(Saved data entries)
_ _ _ _

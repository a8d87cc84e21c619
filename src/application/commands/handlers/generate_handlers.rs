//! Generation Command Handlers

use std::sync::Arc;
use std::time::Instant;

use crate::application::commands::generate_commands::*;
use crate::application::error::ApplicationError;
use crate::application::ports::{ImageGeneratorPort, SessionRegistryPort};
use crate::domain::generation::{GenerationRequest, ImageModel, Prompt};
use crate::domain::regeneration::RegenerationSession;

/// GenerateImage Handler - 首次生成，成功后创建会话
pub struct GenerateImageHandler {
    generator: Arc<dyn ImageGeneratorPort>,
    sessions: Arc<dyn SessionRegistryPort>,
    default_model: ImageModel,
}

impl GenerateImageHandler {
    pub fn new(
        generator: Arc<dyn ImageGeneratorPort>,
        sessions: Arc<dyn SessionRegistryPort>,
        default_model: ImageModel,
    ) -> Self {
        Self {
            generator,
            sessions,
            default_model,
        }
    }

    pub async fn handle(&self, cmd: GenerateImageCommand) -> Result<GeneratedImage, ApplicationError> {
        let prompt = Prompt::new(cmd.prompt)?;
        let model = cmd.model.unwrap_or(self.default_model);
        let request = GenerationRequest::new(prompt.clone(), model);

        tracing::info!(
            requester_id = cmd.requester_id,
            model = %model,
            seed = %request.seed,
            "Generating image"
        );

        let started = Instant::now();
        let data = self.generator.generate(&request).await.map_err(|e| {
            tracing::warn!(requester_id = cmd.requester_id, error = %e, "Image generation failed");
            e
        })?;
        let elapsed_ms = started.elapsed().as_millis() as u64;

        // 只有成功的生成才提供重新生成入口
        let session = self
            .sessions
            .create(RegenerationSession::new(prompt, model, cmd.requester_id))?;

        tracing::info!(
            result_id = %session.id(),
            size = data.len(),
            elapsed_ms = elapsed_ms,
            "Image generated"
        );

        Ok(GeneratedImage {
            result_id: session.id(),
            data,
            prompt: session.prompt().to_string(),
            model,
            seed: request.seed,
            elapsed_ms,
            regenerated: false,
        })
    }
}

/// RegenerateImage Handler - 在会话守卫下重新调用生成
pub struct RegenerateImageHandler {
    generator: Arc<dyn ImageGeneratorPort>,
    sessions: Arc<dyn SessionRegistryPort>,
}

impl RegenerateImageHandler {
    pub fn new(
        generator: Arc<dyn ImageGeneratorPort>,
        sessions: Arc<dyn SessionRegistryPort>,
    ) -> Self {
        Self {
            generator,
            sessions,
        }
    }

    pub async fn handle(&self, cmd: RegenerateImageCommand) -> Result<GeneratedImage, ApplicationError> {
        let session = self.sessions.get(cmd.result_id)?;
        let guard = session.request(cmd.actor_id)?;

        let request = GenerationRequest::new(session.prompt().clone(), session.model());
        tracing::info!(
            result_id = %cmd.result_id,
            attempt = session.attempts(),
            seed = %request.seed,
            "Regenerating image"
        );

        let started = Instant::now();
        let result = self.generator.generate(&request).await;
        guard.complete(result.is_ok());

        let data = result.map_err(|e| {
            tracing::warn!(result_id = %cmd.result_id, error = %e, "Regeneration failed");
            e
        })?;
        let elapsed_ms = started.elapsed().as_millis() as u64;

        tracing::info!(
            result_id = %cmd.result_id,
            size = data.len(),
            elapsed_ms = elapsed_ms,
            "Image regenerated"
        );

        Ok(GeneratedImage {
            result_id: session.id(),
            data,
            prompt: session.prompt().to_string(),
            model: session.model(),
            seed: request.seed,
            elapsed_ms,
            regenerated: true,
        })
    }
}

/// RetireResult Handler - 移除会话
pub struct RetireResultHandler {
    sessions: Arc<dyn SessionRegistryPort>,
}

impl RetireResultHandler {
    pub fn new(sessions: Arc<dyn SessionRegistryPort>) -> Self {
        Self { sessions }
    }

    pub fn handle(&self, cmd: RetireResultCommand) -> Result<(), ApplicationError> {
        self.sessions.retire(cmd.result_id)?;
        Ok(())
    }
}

_ _ _ _

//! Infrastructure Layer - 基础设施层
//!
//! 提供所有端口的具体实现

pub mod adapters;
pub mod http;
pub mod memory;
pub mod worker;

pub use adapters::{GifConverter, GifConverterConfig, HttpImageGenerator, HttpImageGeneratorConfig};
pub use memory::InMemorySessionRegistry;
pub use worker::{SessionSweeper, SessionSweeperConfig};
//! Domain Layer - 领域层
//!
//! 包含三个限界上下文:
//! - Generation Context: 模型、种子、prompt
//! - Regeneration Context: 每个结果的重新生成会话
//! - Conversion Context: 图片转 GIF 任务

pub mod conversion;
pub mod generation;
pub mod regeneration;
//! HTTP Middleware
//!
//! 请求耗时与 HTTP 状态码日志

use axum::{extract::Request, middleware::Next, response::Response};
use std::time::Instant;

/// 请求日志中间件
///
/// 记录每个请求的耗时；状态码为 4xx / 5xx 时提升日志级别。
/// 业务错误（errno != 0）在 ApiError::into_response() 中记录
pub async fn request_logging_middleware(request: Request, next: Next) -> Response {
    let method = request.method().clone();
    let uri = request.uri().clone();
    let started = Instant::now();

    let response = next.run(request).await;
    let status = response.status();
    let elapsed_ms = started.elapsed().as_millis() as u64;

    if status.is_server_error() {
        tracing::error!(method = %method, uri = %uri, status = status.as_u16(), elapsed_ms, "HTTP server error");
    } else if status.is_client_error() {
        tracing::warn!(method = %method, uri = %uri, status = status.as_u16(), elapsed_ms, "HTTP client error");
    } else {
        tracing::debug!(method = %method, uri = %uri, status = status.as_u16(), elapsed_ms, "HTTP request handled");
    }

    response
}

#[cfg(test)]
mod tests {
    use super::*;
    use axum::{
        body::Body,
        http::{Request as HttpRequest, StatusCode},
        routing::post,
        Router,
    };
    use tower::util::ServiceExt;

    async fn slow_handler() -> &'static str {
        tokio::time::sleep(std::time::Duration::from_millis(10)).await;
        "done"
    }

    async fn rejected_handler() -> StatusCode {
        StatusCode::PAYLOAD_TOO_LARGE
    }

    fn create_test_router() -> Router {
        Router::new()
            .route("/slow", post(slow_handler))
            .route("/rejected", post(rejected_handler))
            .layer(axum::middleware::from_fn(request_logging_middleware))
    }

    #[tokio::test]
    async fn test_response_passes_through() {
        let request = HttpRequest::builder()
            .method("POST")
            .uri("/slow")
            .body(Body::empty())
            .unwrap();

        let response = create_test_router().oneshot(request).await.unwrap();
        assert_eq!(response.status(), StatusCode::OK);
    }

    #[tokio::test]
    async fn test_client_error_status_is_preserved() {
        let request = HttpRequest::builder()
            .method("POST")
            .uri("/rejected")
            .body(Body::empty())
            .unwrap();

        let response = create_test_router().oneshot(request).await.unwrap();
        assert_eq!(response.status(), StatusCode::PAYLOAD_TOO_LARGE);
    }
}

_ _ _ _

Your task is to restate, word for word, only those lines above that fall between the line holding "async fn slow_handler()" and the line holding "async fn test_client_error_status_is_preserved()", inclusive.

    async fn slow_handler() -> &'static str {
        tokio::time::sleep(std::time::Duration::from_millis(10)).await;
        "done"
    }

    async fn rejected_handler() -> StatusCode {
        StatusCode::PAYLOAD_TOO_LARGE
    }

    fn create_test_router() -> Router {
        Router::new()
            .route("/slow", post(slow_handler))
            .route("/rejected", post(rejected_handler))
            .layer(axum::middleware::from_fn(request_logging_middleware))
    }

    #[tokio::test]
    async fn test_response_passes_through() {
        let request = HttpRequest::builder()
            .method("POST")
            .uri("/slow")
            .body(Body::empty())
            .unwrap();

        let response = create_test_router().oneshot(request).await.unwrap();
        assert_eq!(response.status(), StatusCode::OK);
    }

    #[tokio::test]
    async fn test_client_error_status_is_preserved() {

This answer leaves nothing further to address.